◆ MATERIALS PROVIDED
┌──

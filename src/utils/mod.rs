//! Utility functions and helpers

use std::time::Duration;

/// Format bytes as human-readable size
pub fn format_size(bytes: u64) -> String {
    const KB: u64 = 1024;
    const MB: u64 = KB * 1024;
    const GB: u64 = MB * 1024;

    if bytes >= GB {
        format!("{:.2} GB", bytes as f64 / GB as f64)
    } else if bytes >= MB {
        format!("{:.2} MB", bytes as f64 / MB as f64)
    } else if bytes >= KB {
        format!("{:.2} KB", bytes as f64 / KB as f64)
    } else {
        format!("{} B", bytes)
    }
}

/// Format duration as human-readable string
pub fn format_duration(duration: Duration) -> String {
    let secs = duration.as_secs_f64();

    if secs >= 60.0 {
        let mins = (secs / 60.0).floor() as u64;
        let remaining_secs = secs - (mins as f64 * 60.0);
        format!("{}m {:.2}s", mins, remaining_secs)
    } else if secs >= 1.0 {
        format!("{:.2}s", secs)
    } else {
        format!("{:.0}ms", secs * 1000.0)
    }
}
//! Bundle generation
//!
//! Walks the module graph from the entry points and streams a single
//! CommonJS-style bundle to an async writer, one module at a time.

mod graph;

use std::collections::{BTreeMap, VecDeque};
use std::path::{Path, PathBuf};

use tokio::io::{AsyncWrite, AsyncWriteExt};
use tracing::debug;

use crate::error::{Result, WeighError};
use crate::resolver;
use crate::specifier::{self, ModuleKind};
use crate::transform::{ModuleType, Transformer};

pub use graph::{Module, ModuleGraph, ModuleId, ModuleKey};

/// Module table and loader emitted at the top of every bundle
const RUNTIME_PRELUDE: &str = r#"(function (global) {
  var definitions = {};
  var cache = {};

  function __weigh_define__(id, factory, deps) {
    definitions[id] = { factory: factory, deps: deps };
  }

  function __weigh_require__(id) {
    if (cache[id]) {
      return cache[id].exports;
    }

    var definition = definitions[id];
    if (!definition) {
      var err = new Error("Cannot find module '" + id + "'");
      err.code = "MODULE_NOT_FOUND";
      throw err;
    }

    var module = cache[id] = { exports: {} };
    var localRequire = function (name) {
      return __weigh_require__(name in definition.deps ? definition.deps[name] : name);
    };
    definition.factory.call(module.exports, localRequire, module, module.exports);

    return module.exports;
  }

  global.require = __weigh_require__;
"#;

const RUNTIME_EPILOGUE: &str = "})(typeof self !== \"undefined\" ? self : this);\n";

/// Streams a bundle built from entry files and registered builtins
pub struct Bundler {
    /// Source transforms applied to every loaded file
    transformer: Transformer,

    /// Files executed when the bundle loads
    entries: Vec<PathBuf>,

    /// Builtins placed in the module table without being executed
    builtins: Vec<String>,
}

impl Bundler {
    /// Create a bundler substituting the given `process.env` values
    pub fn new(env: &BTreeMap<String, String>) -> Result<Self> {
        Ok(Self {
            transformer: Transformer::new(env)?,
            entries: Vec::new(),
            builtins: Vec::new(),
        })
    }

    /// Add an entry point
    pub fn add_entry(&mut self, path: impl Into<PathBuf>) -> &mut Self {
        self.entries.push(path.into());
        self
    }

    /// Make a builtin requirable from the bundle without running it
    pub fn require(&mut self, name: impl Into<String>) -> &mut Self {
        self.builtins.push(name.into());
        self
    }

    /// Build the module graph by traversing from the entry points
    pub async fn build_graph(&self) -> Result<ModuleGraph> {
        let mut graph = ModuleGraph::new();
        let mut pending = VecDeque::new();

        for entry in &self.entries {
            let path = tokio::fs::canonicalize(entry).await.map_err(|e| {
                WeighError::Bundle(format!("cannot open entry {}: {}", entry.display(), e))
            })?;

            let (id, new) = graph.intern(ModuleKey::File(path));
            graph.mark_entry(id);
            if new {
                pending.push_back(id);
            }
        }

        for name in &self.builtins {
            graph.intern(builtin_key(name));
        }

        while let Some(id) = pending.pop_front() {
            let path = match graph.get_module(id).map(|m| &m.key) {
                Some(ModuleKey::File(path)) => path.clone(),
                _ => continue,
            };
            debug!("Loading module {}", path.display());

            let raw = tokio::fs::read_to_string(&path).await.map_err(|e| {
                WeighError::Bundle(format!("cannot read {}: {}", path.display(), e))
            })?;
            let source = self.transformer.transform(&raw, &path)?;

            let dependencies = match ModuleType::detect(&path) {
                ModuleType::Json => Vec::new(),
                ModuleType::JavaScript => {
                    let scan = resolver::scan_module(&source);
                    if scan.module_syntax {
                        return Err(WeighError::Bundle(format!(
                            "{} uses import/export statements; only CommonJS modules can be bundled",
                            path.display()
                        )));
                    }
                    scan.requires
                }
            };
            let dir = path.parent().unwrap_or(Path::new("/"));

            for specifier in dependencies {
                let key = resolve_import(&specifier, dir).await?;
                let is_file = matches!(key, ModuleKey::File(_));

                let (dep_id, new) = graph.intern(key);
                if new && is_file {
                    pending.push_back(dep_id);
                }
                graph.add_dependency(id, specifier, dep_id);
            }

            if let Some(module) = graph.get_module_mut(id) {
                module.source = Some(source);
            }
        }

        debug!("Module graph holds {} modules", graph.len());

        Ok(graph)
    }

    /// Build the bundle and stream it into `out`
    ///
    /// The writer is not shut down; the caller decides when the stream ends.
    pub async fn bundle<W>(&self, out: &mut W) -> Result<()>
    where
        W: AsyncWrite + Unpin,
    {
        let graph = self.build_graph().await?;

        write_chunk(out, RUNTIME_PRELUDE).await?;

        for (id, module) in graph.iter() {
            let chunk = render_module(&graph, id, module)?;
            write_chunk(out, &chunk).await?;
        }

        for id in graph.entry_modules() {
            if let Some(module) = graph.get_module(id) {
                let chunk = format!("  __weigh_require__({});\n", json_string(&module.runtime_id(id))?);
                write_chunk(out, &chunk).await?;
            }
        }

        write_chunk(out, RUNTIME_EPILOGUE).await?;
        out.flush().await.map_err(WeighError::stream("bundle"))
    }
}

/// Resolve an import found in a file located in `dir`
async fn resolve_import(specifier: &str, dir: &Path) -> Result<ModuleKey> {
    let resolved = match specifier::classify(specifier) {
        ModuleKind::Builtin => return Ok(builtin_key(specifier)),
        ModuleKind::Local => resolver::resolve_relative(specifier, dir)?,
        ModuleKind::Package => resolver::resolve_bare(specifier, dir)?,
    };

    let path = resolved.ok_or_else(|| {
        WeighError::Bundle(format!(
            "Cannot find module '{}' from '{}'",
            specifier,
            dir.display()
        ))
    })?;

    let canonical = tokio::fs::canonicalize(&path)
        .await
        .map_err(|e| WeighError::Bundle(format!("cannot open {}: {}", path.display(), e)))?;

    Ok(ModuleKey::File(canonical))
}

fn builtin_key(name: &str) -> ModuleKey {
    ModuleKey::Builtin(name.strip_prefix("node:").unwrap_or(name).to_string())
}

/// Render one `__weigh_define__` call
fn render_module(graph: &ModuleGraph, id: ModuleId, module: &Module) -> Result<String> {
    let runtime_id = json_string(&module.runtime_id(id))?;

    let chunk = match &module.key {
        ModuleKey::File(path) => {
            let deps: BTreeMap<&str, String> = module
                .dependencies
                .iter()
                .filter_map(|(spec, &dep)| {
                    graph
                        .get_module(dep)
                        .map(|m| (spec.as_str(), m.runtime_id(dep)))
                })
                .collect();
            let deps = serde_json::to_string(&deps)
                .map_err(|e| WeighError::Bundle(format!("cannot encode dependency map: {}", e)))?;

            format!(
                "\n  // {}\n  __weigh_define__({}, function (require, module, exports) {{\n{}\n  }}, {});\n",
                path.display(),
                runtime_id,
                module.source.as_deref().unwrap_or_default(),
                deps
            )
        }
        ModuleKey::Builtin(name) => format!(
            "\n  // builtin: {}\n  __weigh_define__({}, function (require, module, exports) {{}}, {{}});\n",
            name, runtime_id
        ),
    };

    Ok(chunk)
}

fn json_string(value: &str) -> Result<String> {
    serde_json::to_string(value)
        .map_err(|e| WeighError::Bundle(format!("cannot encode module id: {}", e)))
}

async fn write_chunk<W>(out: &mut W, chunk: &str) -> Result<()>
where
    W: AsyncWrite + Unpin,
{
    out.write_all(chunk.as_bytes())
        .await
        .map_err(WeighError::stream("bundle"))
}

#[cfg(test)]
mod tests {
    use super::*;
    use std::fs;
    use tempfile::TempDir;

    fn production() -> BTreeMap<String, String> {
        let mut env = BTreeMap::new();
        env.insert("NODE_ENV".to_string(), "production".to_string());
        env
    }

    fn write(dir: &Path, rel: &str, content: &str) -> PathBuf {
        let path = dir.join(rel);
        fs::create_dir_all(path.parent().unwrap()).unwrap();
        fs::write(&path, content).unwrap();
        path
    }

    async fn bundle_to_string(bundler: &Bundler) -> Result<String> {
        let mut out = Vec::new();
        bundler.bundle(&mut out).await?;
        Ok(String::from_utf8(out).unwrap())
    }

    #[tokio::test]
    async fn test_bundles_local_graph() {
        let dir = TempDir::new().unwrap();
        let entry = write(
            dir.path(),
            "main.js",
            "var dep = require('./dep');\nvar path = require('path');\nif (process.env.NODE_ENV === 'development') { debug(); }\n",
        );
        write(dir.path(), "dep.js", "module.exports = require('./data.json');");
        write(dir.path(), "data.json", "{\"answer\": 42}");
        write(dir.path(), "node_modules/unused/index.js", "throw 1");

        let mut bundler = Bundler::new(&production()).unwrap();
        bundler.add_entry(&entry);

        let graph = bundler.build_graph().await.unwrap();
        assert_eq!(graph.len(), 4);
        assert_eq!(graph.entry_modules(), vec![0]);

        let output = bundle_to_string(&bundler).await.unwrap();
        assert!(output.starts_with("(function (global)"));
        assert!(output.contains("\"production\" === 'development'"));
        assert!(output.contains("module.exports = {\"answer\": 42};"));
        assert!(output.contains("// builtin: path"));
        assert!(output.contains("__weigh_require__(\"0\");"));
        assert!(!output.contains("throw 1"));
    }

    #[tokio::test]
    async fn test_registered_builtins_are_not_entries() {
        let mut bundler = Bundler::new(&production()).unwrap();
        bundler.require("fs").require("node:events");

        let graph = bundler.build_graph().await.unwrap();
        assert_eq!(graph.len(), 2);
        assert!(graph.entry_modules().is_empty());

        let output = bundle_to_string(&bundler).await.unwrap();
        assert!(output.contains("__weigh_define__(\"fs\""));
        assert!(output.contains("__weigh_define__(\"events\""));
        assert!(!output.contains("__weigh_require__(\"fs\")"));
    }

    #[tokio::test]
    async fn test_cycles_are_visited_once() {
        let dir = TempDir::new().unwrap();
        let a = write(dir.path(), "a.js", "require('./b');");
        write(dir.path(), "b.js", "require('./a.js');");

        let mut bundler = Bundler::new(&production()).unwrap();
        bundler.add_entry(&a).add_entry(&a);

        let graph = bundler.build_graph().await.unwrap();
        assert_eq!(graph.len(), 2);
        assert_eq!(graph.entry_modules().len(), 1);
    }

    #[tokio::test]
    async fn test_package_dependencies_resolve_through_node_modules() {
        let dir = TempDir::new().unwrap();
        let cache = dir.path().join("cache/node_modules");
        let entry = write(&cache, "outer/index.js", "module.exports = require('inner');");
        write(&cache, "inner/package.json", r#"{"main": "main.js"}"#);
        write(&cache, "inner/main.js", "module.exports = 1;");

        let mut bundler = Bundler::new(&production()).unwrap();
        bundler.add_entry(&entry);

        let graph = bundler.build_graph().await.unwrap();
        assert_eq!(graph.len(), 2);
    }

    #[tokio::test]
    async fn test_requires_in_comments_and_strings_are_not_dependencies() {
        let dir = TempDir::new().unwrap();
        let entry = write(
            dir.path(),
            "main.js",
            "// usage: var x = require('left-pad');\n\
             var msg = \"call require('foo') first\";\n\
             module.exports = require('./dep');\n",
        );
        write(dir.path(), "dep.js", "/** @example require('absent') */\nmodule.exports = 1;");

        let mut bundler = Bundler::new(&production()).unwrap();
        bundler.add_entry(&entry);

        let graph = bundler.build_graph().await.unwrap();
        assert_eq!(graph.len(), 2);

        let output = bundle_to_string(&bundler).await.unwrap();
        assert!(output.contains("var msg = \"call require('foo') first\";"));
        assert!(output.contains(r#"{"./dep":"#));
    }

    #[tokio::test]
    async fn test_es_modules_are_rejected() {
        let dir = TempDir::new().unwrap();
        let entry = write(dir.path(), "main.js", "module.exports = require('./esm');");
        write(dir.path(), "esm.js", "import dep from './dep';\nexport default dep;");
        write(dir.path(), "dep.js", "module.exports = 1;");

        let mut bundler = Bundler::new(&production()).unwrap();
        bundler.add_entry(&entry);

        let err = bundle_to_string(&bundler).await.unwrap_err();
        match err {
            WeighError::Bundle(message) => assert!(message.contains("esm.js")),
            other => panic!("unexpected error: {other}"),
        }
    }

    #[tokio::test]
    async fn test_missing_dependency_fails() {
        let dir = TempDir::new().unwrap();
        let entry = write(dir.path(), "main.js", "require('not-installed');");

        let mut bundler = Bundler::new(&production()).unwrap();
        bundler.add_entry(&entry);

        let err = bundle_to_string(&bundler).await.unwrap_err();
        match err {
            WeighError::Bundle(message) => assert!(message.contains("not-installed")),
            other => panic!("unexpected error: {other}"),
        }
    }
}
#![no_main]
use libfuzzer_sys::fuzz_target;

fuzz_target!(|data: &[u8]| {
    let _ = ultramod::bundle::ModuleBlob::parse(data);
});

└──

◆ EXERCISE INSTRUCTIONS
Answer with a single number, the count of lines in the data that contain "table".

◆ RESULT OF THIS TASK
2